Tuesday 25 July 2017

Obituary: Greg McCambridge

Champion athlete who had an insatiable appetite for life, writes Charles Lysaght

Greg McCambridge. Photo: Gerry Mooney
Greg McCambridge. Photo: Gerry Mooney

Charles Lysaght

In the dismal 1950s, when he left St Mary's College, Rathmines, Gregory McCambridge, who died after a brief illness on April 30, aged 79, seemed more fortunate than most in having his future assured. He was the only son and presumed heir of a father who was a substantial timber importer and owned property.

Greg, as he was always known, had been a champion athlete, as well as being the star bowler on Father Barry's cricket team at St Mary's. His insatiable appetite for the best in life propelled him to brave clerical disapproval and go on to Trinity, where he read philosophy with economics and politics - the philosopher's quest for ultimate truth remained a lifetime pre-occupation jostling uneasily with a characteristic loyalty to the old certainties in which he was reared.

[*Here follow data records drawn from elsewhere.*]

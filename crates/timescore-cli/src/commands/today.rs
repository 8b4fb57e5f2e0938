use serde_json::json;

use super::{open_service, print_json, CmdResult};

pub fn run() -> CmdResult {
    let ts = open_service()?;
    print_json(&ts.today_snapshot()?)
}

pub fn history(days: usize) -> CmdResult {
    let ts = open_service()?;
    let series = ts.historical_series(days)?;
    print_json(&json!({
        "days": series,
        "total_score": ts.total_score()?,
        "spendable_score": ts.spendable_score()?,
    }))
}

pub fn achievements() -> CmdResult {
    let ts = open_service()?;
    print_json(&ts.achievements()?)
}
//! Combo tracking over the day's most recent records.
//!
//! The coefficient is a pure function of the window contents and the level
//! being recorded:
//!
//! | positives in window | base |
//! |---------------------|------|
//! | 0                   | 1.0  |
//! | 1                   | 1.1  |
//! | 2                   | 1.2  |
//! | 3                   | 1.3  |
//!
//! A positive level directly after a C/D record earns the rebound bonus.
//! When every positive in the window matches the current level the
//! same-field bonus applies as well.

use serde::{Deserialize, Serialize};

use crate::catalog::Level;
use crate::storage::config::Tunables;

/// Number of records the combo window holds.
pub const COMBO_WINDOW: usize = 3;

const COMBO_STEP: f64 = 0.1;

/// Result of evaluating the combo window.
#[derive(Debug, Clone, Copy, PartialEq, Serialize, Deserialize)]
pub struct ComboBreakdown {
    pub coefficient: f64,
    pub positive_count: u32,
    pub rebound: bool,
    pub same_field: bool,
}

/// Combo coefficient calculator.
#[derive(Debug, Clone, Copy)]
pub struct ComboTracker {
    max_bonus: f64,
    rebound_bonus: f64,
    same_field_bonus: f64,
}

impl ComboTracker {
    pub fn new(tunables: &Tunables) -> Self {
        Self {
            max_bonus: tunables.max_combo_bonus,
            rebound_bonus: tunables.rebound_bonus,
            same_field_bonus: tunables.same_field_bonus,
        }
    }

    /// Evaluate `window` (oldest first, at most [`COMBO_WINDOW`] levels)
    /// for a record at `current`.
    pub fn evaluate(&self, window: &[Level], current: Level) -> ComboBreakdown {
        let window = Self::clip(window);
        let positives: Vec<Level> = window.iter().copied().filter(Level::is_positive).collect();
        let positive_count = positives.len() as u32;

        let mut coefficient = (1.0 + COMBO_STEP * f64::from(positive_count)).min(self.max_bonus);

        let rebound = current.is_positive()
            && window.last().is_some_and(|prev| prev.is_negative());
        if rebound {
            coefficient *= self.rebound_bonus;
        }

        let same_field = positive_count >= 1 && positives.iter().all(|level| *level == current);
        if same_field {
            coefficient *= self.same_field_bonus;
        }

        ComboBreakdown {
            coefficient,
            positive_count,
            rebound,
            same_field,
        }
    }

    /// Combo count persisted after recording `current`: positives in the
    /// window that results from appending it.
    pub fn count_after(window: &[Level], current: Level) -> u32 {
        let mut next: Vec<Level> = Self::clip(window).to_vec();
        next.push(current);
        let start = next.len().saturating_sub(COMBO_WINDOW);
        next[start..].iter().filter(|level| level.is_positive()).count() as u32
    }

    fn clip(window: &[Level]) -> &[Level] {
        &window[window.len().saturating_sub(COMBO_WINDOW)..]
    }
}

At Trinity, Greg turned to golf and became the first golfer to be awarded a 'pink' - the ultimate accolade in Trinity sport. He was elected to the college's select sporting brotherhood, the Knights of the Campanile.

Tall, handsome and dashing, he took his studies lightly and savoured to the full the hectic social life of Trinity, hot in pursuit of the fashionable young ladies who congregated in the fun-loving anglicised college of that era. He was nicknamed "Rhett Butler" after the star in the film Gone with the Wind.

He married, in 1963, Patricia Phelan, an English girl of Irish parentage, whom he met at Trinity. He said that she appealed to an idealistic streak in him and his love of beauty. Living in Highfield Road, Rathgar, they had four daughters and four sons, tragically losing a baby boy in a cot death.

Greg was too often absent and perhaps too self-indulgent to be an ideal father for young or adolescent children, but, in time, his exceptional warmth and affectionate nature created a deep bond.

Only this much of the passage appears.